# Cashmere



## Yob (23/7/14)

Hmmm... yet another I need to look into further from the descriptors...

Hopunion page

and further from Brynildson..

Cashmere was the first new hop to be introduced. Released by Washington State University in 2013, this hop is a direct daughter of Cascade. Though closely related to Cascade it has many unique flavor and aroma characteristics. Brynildson said “I get coconut on the rub, I don’t find coconut in hops very often.” Its aroma is described as having strong melon, fruity (lemon, lime peel, pineapple), coconut, and spicy notes. Cashmere contains more alpha acid than Cascade, twice as much humulene, and no farnesene. The beer was nice and smooth and had a wonderful nose and aftertaste.

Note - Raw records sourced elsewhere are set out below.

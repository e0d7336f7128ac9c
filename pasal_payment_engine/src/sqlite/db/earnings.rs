use chrono::Utc;
use pasal_common::Rupee;
use sqlx::SqliteConnection;

use crate::db_types::{EarningStatus, ReferralEarning, Withdrawal};

/// The non-cancelled earning for the order, if one exists. The coordinator guarantees at most one.
pub async fn fetch_earning_for_order(
    order_id: i64,
    conn: &mut SqliteConnection,
) -> Result<Option<ReferralEarning>, sqlx::Error> {
    sqlx::query_as("SELECT * FROM referral_earnings WHERE order_id = $1 AND status != 'Cancelled' LIMIT 1")
        .bind(order_id)
        .fetch_optional(conn)
        .await
}

pub async fn insert_earning(
    order_id: i64,
    user_id: i64,
    amount: Rupee,
    conn: &mut SqliteConnection,
) -> Result<ReferralEarning, sqlx::Error> {
    let now = Utc::now();
    sqlx::query_as(
        r#"
            INSERT INTO referral_earnings (order_id, user_id, amount, status, created_at, updated_at)
            VALUES ($1, $2, $3, 'Pending', $4, $4)
            RETURNING *;
        "#,
    )
    .bind(order_id)
    .bind(user_id)
    .bind(amount)
    .bind(now)
    .fetch_one(conn)
    .await
}

pub async fn set_earning_status(
    earning_id: i64,
    status: EarningStatus,
    conn: &mut SqliteConnection,
) -> Result<(), sqlx::Error> {
    sqlx::query("UPDATE referral_earnings SET status = $1, updated_at = $2 WHERE id = $3")
        .bind(status)
        .bind(Utc::now())
        .bind(earning_id)
        .execute(conn)
        .await?;
    Ok(())
}

pub async fn referral_balance(user_id: i64, conn: &mut SqliteConnection) -> Result<Rupee, sqlx::Error> {
    let row: Option<(Rupee,)> = sqlx::query_as("SELECT balance FROM referral_balances WHERE user_id = $1")
        .bind(user_id)
        .fetch_optional(conn)
        .await?;
    Ok(row.map(|(b,)| b).unwrap_or_default())
}

pub async fn credit_balance(user_id: i64, amount: Rupee, conn: &mut SqliteConnection) -> Result<(), sqlx::Error> {
    sqlx::query(
        r#"
            INSERT INTO referral_balances (user_id, balance) VALUES ($1, $2)
            ON CONFLICT (user_id) DO UPDATE SET balance = balance + excluded.balance;
        "#,
    )
    .bind(user_id)
    .bind(amount)
    .execute(conn)
    .await?;
    Ok(())
}

/// Debits the balance, flooring at zero. Used when reversing an earning that was already paid out.
pub async fn debit_balance_floored(
    user_id: i64,
    amount: Rupee,
    conn: &mut SqliteConnection,
) -> Result<(), sqlx::Error> {
    sqlx::query("UPDATE referral_balances SET balance = MAX(balance - $1, 0) WHERE user_id = $2")
        .bind(amount)
        .bind(user_id)
        .execute(conn)
        .await?;
    Ok(())
}

/// Debits exactly `amount` from the balance, failing if it would go negative. Used by withdrawals, where
/// flooring would silently eat the user's money.
pub async fn debit_balance_strict(
    user_id: i64,
    amount: Rupee,
    conn: &mut SqliteConnection,
) -> Result<bool, sqlx::Error> {
    let result = sqlx::query("UPDATE referral_balances SET balance = balance - $1 WHERE user_id = $2 AND balance >= $1")
        .bind(amount)
        .bind(user_id)
        .execute(conn)
        .await?;
    Ok(result.rows_affected() > 0)
}

pub async fn insert_withdrawal(
    user_id: i64,
    amount: Rupee,
    conn: &mut SqliteConnection,
) -> Result<Withdrawal, sqlx::Error> {
    sqlx::query_as(
        r#"
            INSERT INTO withdrawals (user_id, amount, status, created_at)
            VALUES ($1, $2, 'Pending', $3)
            RETURNING *;
        "#,
    )
    .bind(user_id)
    .bind(amount)
    .bind(Utc::now())
    .fetch_one(conn)
    .await
}
//! Notification dispatch.
//!
//! The engine publishes events for committed order changes; this module subscribes to them and tells the
//! outside world. Delivery is currently the structured log (operators tail it and the storefront scrapes
//! it in development); the dispatcher is the single place a mail or SMS sender would slot in.

use log::*;
use pasal_payment_engine::events::{EventHooks, OrderCreatedEvent, OrderTransitionEvent};

/// Builds the hook set the engine's event handlers are started with.
pub fn create_notification_hooks() -> EventHooks {
    let mut hooks = EventHooks::default();
    hooks.on_order_created(|event| Box::pin(async move { notify_order_created(event) }));
    hooks.on_order_transition(|event| Box::pin(async move { notify_order_transition(event) }));
    hooks
}

fn notify_order_created(event: OrderCreatedEvent) {
    let order = &event.order;
    info!(
        "📝️ Order #{} placed. Invoice {}, {} via {}, for user #{}",
        order.id, order.invoice, order.final_amount, order.gateway, order.user_id
    );
}

fn notify_order_transition(event: OrderTransitionEvent) {
    let order = &event.order;
    if event.is_payment_confirmation() {
        info!("📝️ Payment of {} confirmed for order #{} (invoice {})", order.final_amount, order.id, order.invoice);
    }
    if event.is_cancellation() {
        info!("📝️ Order #{} (invoice {}) was cancelled by {}", order.id, order.invoice, event.source);
    }
    if event.is_delivery() {
        info!("📝️ Order #{} (invoice {}) was delivered", order.id, order.invoice);
    }
}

This will be a hop to watch for as production ramps up. There is very limited availability right now.

Yum...


----------



## Lord Raja Goomba I (23/7/14)

Excellent.

Sounds like you could chuck it on Galaxy and making a Pina Colada Ale.

The interesting thing will be how 'sharp' or 'soft' the flavour profile is. The one criticism I had about Mosaic was that it was so soft, that it needed a 'sharper' hop (a bit like balancing sweet and sour) to really bring out the best (Cascade, Citra and the like).


----------